- Opening Delimiter -

//! Menu management route handlers.
//!
//! Every mutation goes through the catalog first; toasts and redirects only
//! follow a result the catalog has already returned.

use askama::Template;
use askama_web::WebTemplate;
use axum::{
    Form,
    extract::{Path, Query, State},
    http::StatusCode,
    response::{IntoResponse, Redirect, Response},
};
use cafe_core::{
    CatalogError, CategoryFilter, ItemDraft, MenuItem, NotFoundError, ValidationError,
};
use serde::Deserialize;
use tracing::instrument;

use crate::{
    components::{CategoryTab, SelectOption},
    filters,
    state::AppState,
};

use super::PageChrome;

/// Query parameters for the menu page.
#[derive(Debug, Default, Deserialize)]
pub struct MenuQuery {
    pub query: Option<String>,
    pub category: Option<String>,
}

impl MenuQuery {
    pub(crate) fn search(&self) -> &str {
        self.query.as_deref().map_or("", str::trim)
    }

    pub(crate) fn filter(&self) -> CategoryFilter {
        CategoryFilter::parse(self.category.as_deref().unwrap_or_default())
    }
}

/// Menu item card.
#[derive(Debug, Clone)]
pub struct MenuItemView {
    pub id: String,
    pub name: String,
    pub description: String,
    pub price: String,
    pub category: String,
    pub image: Option<String>,
}

impl From<&MenuItem> for MenuItemView {
    fn from(item: &MenuItem) -> Self {
        Self {
            id: item.id.to_string(),
            name: item.name.clone(),
            description: item.description.clone(),
            price: item.price.display(),
            category: item.category.as_str().to_string(),
            image: item.image.clone(),
        }
    }
}

/// Menu index page template.
#[derive(Template, WebTemplate)]
#[template(path = "menu/index.html")]
pub struct MenuIndexTemplate {
    pub chrome: PageChrome,
    pub items: Vec<MenuItemView>,
    pub tabs: Vec<CategoryTab>,
    pub search_query: String,
    pub category_key: String,
}

/// Add/edit form template.
#[derive(Template, WebTemplate)]
#[template(path = "menu/form.html")]
pub struct MenuFormTemplate {
    pub chrome: PageChrome,
    pub title: String,
    pub action: String,
    pub submit_label: String,
    pub draft: ItemDraft,
    pub categories: Vec<SelectOption>,
    /// Field that failed validation, if any.
    pub invalid_field: Option<String>,
}

impl MenuFormTemplate {
    fn add(state: &AppState, draft: ItemDraft, invalid: Option<&ValidationError>) -> Self {
        Self::build(state, "Add New Item", "/menu", "Add Item", draft, invalid)
    }

    fn edit(
        state: &AppState,
        id: &str,
        draft: ItemDraft,
        invalid: Option<&ValidationError>,
    ) -> Self {
        Self::build(
            state,
            "Edit Menu Item",
            &format!("/menu/{id}"),
            "Update Item",
            draft,
            invalid,
        )
    }

    fn build(
        state: &AppState,
        title: &str,
        action: &str,
        submit_label: &str,
        draft: ItemDraft,
        invalid: Option<&ValidationError>,
    ) -> Self {
        Self {
            chrome: PageChrome::new(state, "/menu"),
            title: title.to_string(),
            action: action.to_string(),
            submit_label: submit_label.to_string(),
            categories: SelectOption::categories(&draft.category),
            draft,
            invalid_field: invalid.map(|e| e.field().to_string()),
        }
    }

    /// Whether `field` failed validation on the last submit.
    #[must_use]
    pub fn is_invalid(&self, field: &str) -> bool {
        self.invalid_field.as_deref() == Some(field)
    }
}

/// Menu index page handler.
#[instrument(skip(state))]
pub async fn index(
    State(state): State<AppState>,
    Query(query): Query<MenuQuery>,
) -> impl IntoResponse {
    let filter = query.filter();
    let search = query.search();

    let items: Vec<MenuItemView> = state
        .catalog()
        .read()
        .await
        .filtered_items(search, filter.clone())
        .iter()
        .map(MenuItemView::from)
        .collect();

    MenuIndexTemplate {
        chrome: PageChrome::new(&state, "/menu"),
        tabs: CategoryTab::build(&filter, search),
        search_query: search.to_string(),
        category_key: filter.key().to_string(),
        items,
    }
}

/// New item form handler.
#[instrument(skip(state))]
pub async fn new_item(State(state): State<AppState>) -> impl IntoResponse {
    MenuFormTemplate::add(&state, ItemDraft::default(), None)
}

/// Create item handler.
#[instrument(skip(state))]
pub async fn create(State(state): State<AppState>, Form(draft): Form<ItemDraft>) -> Response {
    let result = state.catalog().write().await.add_item(&draft);
    match result {
        Ok(item) => {
            tracing::info!(item_id = %item.id, name = %item.name, "Menu item created");
            state.notifications().success("Item added successfully");
            Redirect::to("/menu").into_response()
        }
        Err(e) => {
            tracing::info!(error = %e, "Rejected new menu item");
            state.notifications().error(e.to_string());
            let template = MenuFormTemplate::add(&state, draft, Some(&e));
            (StatusCode::BAD_REQUEST, template).into_response()
        }
    }
}

/// Edit item form handler, pre-filled from the stored item.
#[instrument(skip(state))]
pub async fn edit(State(state): State<AppState>, Path(id): Path<String>) -> Response {
    let draft = state.catalog().read().await.get(&id).map(ItemDraft::from);
    let Some(draft) = draft else {
        state
            .notifications()
            .error(NotFoundError::menu_item(&id).to_string());
        return Redirect::to("/menu").into_response();
    };

    MenuFormTemplate::edit(&state, &id, draft, None).into_response()
}

/// Update item handler.
#[instrument(skip(state))]
pub async fn update(
    State(state): State<AppState>,
    Path(id): Path<String>,
    Form(draft): Form<ItemDraft>,
) -> Response {
    let result = state.catalog().write().await.update_item(&id, &draft);
    match result {
        Ok(item) => {
            tracing::info!(item_id = %item.id, "Menu item updated");
            state.notifications().success("Item updated successfully");
            Redirect::to("/menu").into_response()
        }
        Err(CatalogError::NotFound(e)) => {
            tracing::warn!(item_id = %id, "Update for unknown menu item");
            state.notifications().error(e.to_string());
            Redirect::to("/menu").into_response()
        }
        Err(CatalogError::Validation(e)) => {
            tracing::info!(item_id = %id, error = %e, "Rejected menu item update");
            state.notifications().error(e.to_string());
            let template = MenuFormTemplate::edit(&state, &id, draft, Some(&e));
            (StatusCode::BAD_REQUEST, template).into_response()
        }
    }
}

/// Delete item handler.
#[instrument(skip(state))]
pub async fn delete(State(state): State<AppState>, Path(id): Path<String>) -> Redirect {
    let result = state.catalog().write().await.delete_item(&id);
    match result {
        Ok(()) => {
            tracing::info!(item_id = %id, "Menu item deleted");
            state.notifications().success("Item deleted successfully");
        }
        Err(e) => {
            tracing::warn!(item_id = %id, "Delete for unknown menu item");
            state.notifications().error(e.to_string());
        }
    }
    Redirect::to("/menu")
}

- Closing Delimiter -

→ INSTRUCTIONS FOR THE TASK:
The material above is to be transcribed in full, exactly as it appears.

→ WRITTEN SOLUTION:
//! Menu management route handlers.
//!
//! Every mutation goes through the catalog first; toasts and redirects only
//! follow a result the catalog has already returned.

use askama::Template;
use askama_web::WebTemplate;
use axum::{
    Form,
    extract::{Path, Query, State},
    http::StatusCode,
    response::{IntoResponse, Redirect, Response},
};
use cafe_core::{
    CatalogError, CategoryFilter, ItemDraft, MenuItem, NotFoundError, ValidationError,
};
use serde::Deserialize;
use tracing::instrument;

use crate::{
    components::{CategoryTab, SelectOption},
    filters,
    state::AppState,
};

use super::PageChrome;

/// Query parameters for the menu page.
#[derive(Debug, Default, Deserialize)]
pub struct MenuQuery {
    pub query: Option<String>,
    pub category: Option<String>,
}

impl MenuQuery {
    pub(crate) fn search(&self) -> &str {
        self.query.as_deref().map_or("", str::trim)
    }

    pub(crate) fn filter(&self) -> CategoryFilter {
        CategoryFilter::parse(self.category.as_deref().unwrap_or_default())
    }
}

/// Menu item card.
#[derive(Debug, Clone)]
pub struct MenuItemView {
    pub id: String,
    pub name: String,
    pub description: String,
    pub price: String,
    pub category: String,
    pub image: Option<String>,
}

impl From<&MenuItem> for MenuItemView {
    fn from(item: &MenuItem) -> Self {
        Self {
            id: item.id.to_string(),
            name: item.name.clone(),
            description: item.description.clone(),
            price: item.price.display(),
            category: item.category.as_str().to_string(),
            image: item.image.clone(),
        }
    }
}

/// Menu index page template.
#[derive(Template, WebTemplate)]
#[template(path = "menu/index.html")]
pub struct MenuIndexTemplate {
    pub chrome: PageChrome,
    pub items: Vec<MenuItemView>,
    pub tabs: Vec<CategoryTab>,
    pub search_query: String,
    pub category_key: String,
}

/// Add/edit form template.
#[derive(Template, WebTemplate)]
#[template(path = "menu/form.html")]
pub struct MenuFormTemplate {
    pub chrome: PageChrome,
    pub title: String,
    pub action: String,
    pub submit_label: String,
    pub draft: ItemDraft,
    pub categories: Vec<SelectOption>,
    /// Field that failed validation, if any.
    pub invalid_field: Option<String>,
}

impl MenuFormTemplate {
    fn add(state: &AppState, draft: ItemDraft, invalid: Option<&ValidationError>) -> Self {
        Self::build(state, "Add New Item", "/menu", "Add Item", draft, invalid)
    }

    fn edit(
        state: &AppState,
        id: &str,
        draft: ItemDraft,
        invalid: Option<&ValidationError>,
    ) -> Self {
        Self::build(
            state,
            "Edit Menu Item",
            &format!("/menu/{id}"),
            "Update Item",
            draft,
            invalid,
        )
    }

    fn build(
        state: &AppState,
        title: &str,
        action: &str,
        submit_label: &str,
        draft: ItemDraft,
        invalid: Option<&ValidationError>,
    ) -> Self {
        Self {
            chrome: PageChrome::new(state, "/menu"),
            title: title.to_string(),
            action: action.to_string(),
            submit_label: submit_label.to_string(),
            categories: SelectOption::categories(&draft.category),
            draft,
            invalid_field: invalid.map(|e| e.field().to_string()),
        }
    }

    /// Whether `field` failed validation on the last submit.
    #[must_use]
    pub fn is_invalid(&self, field: &str) -> bool {
        self.invalid_field.as_deref() == Some(field)
    }
}

/// Menu index page handler.
#[instrument(skip(state))]
pub async fn index(
    State(state): State<AppState>,
    Query(query): Query<MenuQuery>,
) -> impl IntoResponse {
    let filter = query.filter();
    let search = query.search();

    let items: Vec<MenuItemView> = state
        .catalog()
        .read()
        .await
        .filtered_items(search, filter.clone())
        .iter()
        .map(MenuItemView::from)
        .collect();

    MenuIndexTemplate {
        chrome: PageChrome::new(&state, "/menu"),
        tabs: CategoryTab::build(&filter, search),
        search_query: search.to_string(),
        category_key: filter.key().to_string(),
        items,
    }
}

/// New item form handler.
#[instrument(skip(state))]
pub async fn new_item(State(state): State<AppState>) -> impl IntoResponse {
    MenuFormTemplate::add(&state, ItemDraft::default(), None)
}

/// Create item handler.
#[instrument(skip(state))]
pub async fn create(State(state): State<AppState>, Form(draft): Form<ItemDraft>) -> Response {
    let result = state.catalog().write().await.add_item(&draft);
    match result {
        Ok(item) => {
            tracing::info!(item_id = %item.id, name = %item.name, "Menu item created");
            state.notifications().success("Item added successfully");
            Redirect::to("/menu").into_response()
        }
        Err(e) => {
            tracing::info!(error = %e, "Rejected new menu item");
            state.notifications().error(e.to_string());
            let template = MenuFormTemplate::add(&state, draft, Some(&e));
            (StatusCode::BAD_REQUEST, template).into_response()
        }
    }
}

/// Edit item form handler, pre-filled from the stored item.
#[instrument(skip(state))]
pub async fn edit(State(state): State<AppState>, Path(id): Path<String>) -> Response {
    let draft = state.catalog().read().await.get(&id).map(ItemDraft::from);
    let Some(draft) = draft else {
        state
            .notifications()
            .error(NotFoundError::menu_item(&id).to_string());
        return Redirect::to("/menu").into_response();
    };

    MenuFormTemplate::edit(&state, &id, draft, None).into_response()
}

/// Update item handler.
#[instrument(skip(state))]
pub async fn update(
    State(state): State<AppState>,
    Path(id): Path<String>,
    Form(draft): Form<ItemDraft>,
) -> Response {
    let result = state.catalog().write().await.update_item(&id, &draft);
    match result {
        Ok(item) => {
            tracing::info!(item_id = %item.id, "Menu item updated");
            state.notifications().success("Item updated successfully");
            Redirect::to("/menu").into_response()
        }
        Err(CatalogError::NotFound(e)) => {
            tracing::warn!(item_id = %id, "Update for unknown menu item");
            state.notifications().error(e.to_string());
            Redirect::to("/menu").into_response()
        }
        Err(CatalogError::Validation(e)) => {
            tracing::info!(item_id = %id, error = %e, "Rejected menu item update");
            state.notifications().error(e.to_string());
            let template = MenuFormTemplate::edit(&state, &id, draft, Some(&e));
            (StatusCode::BAD_REQUEST, template).into_response()
        }
    }
}

/// Delete item handler.
#[instrument(skip(state))]
pub async fn delete(State(state): State<AppState>, Path(id): Path<String>) -> Redirect {
    let result = state.catalog().write().await.delete_item(&id);
    match result {
        Ok(()) => {
            tracing::info!(item_id = %id, "Menu item deleted");
            state.notifications().success("Item deleted successfully");
        }
        Err(e) => {
            tracing::warn!(item_id = %id, "Delete for unknown menu item");
            state.notifications().error(e.to_string());
        }
    }
    Redirect::to("/menu")
}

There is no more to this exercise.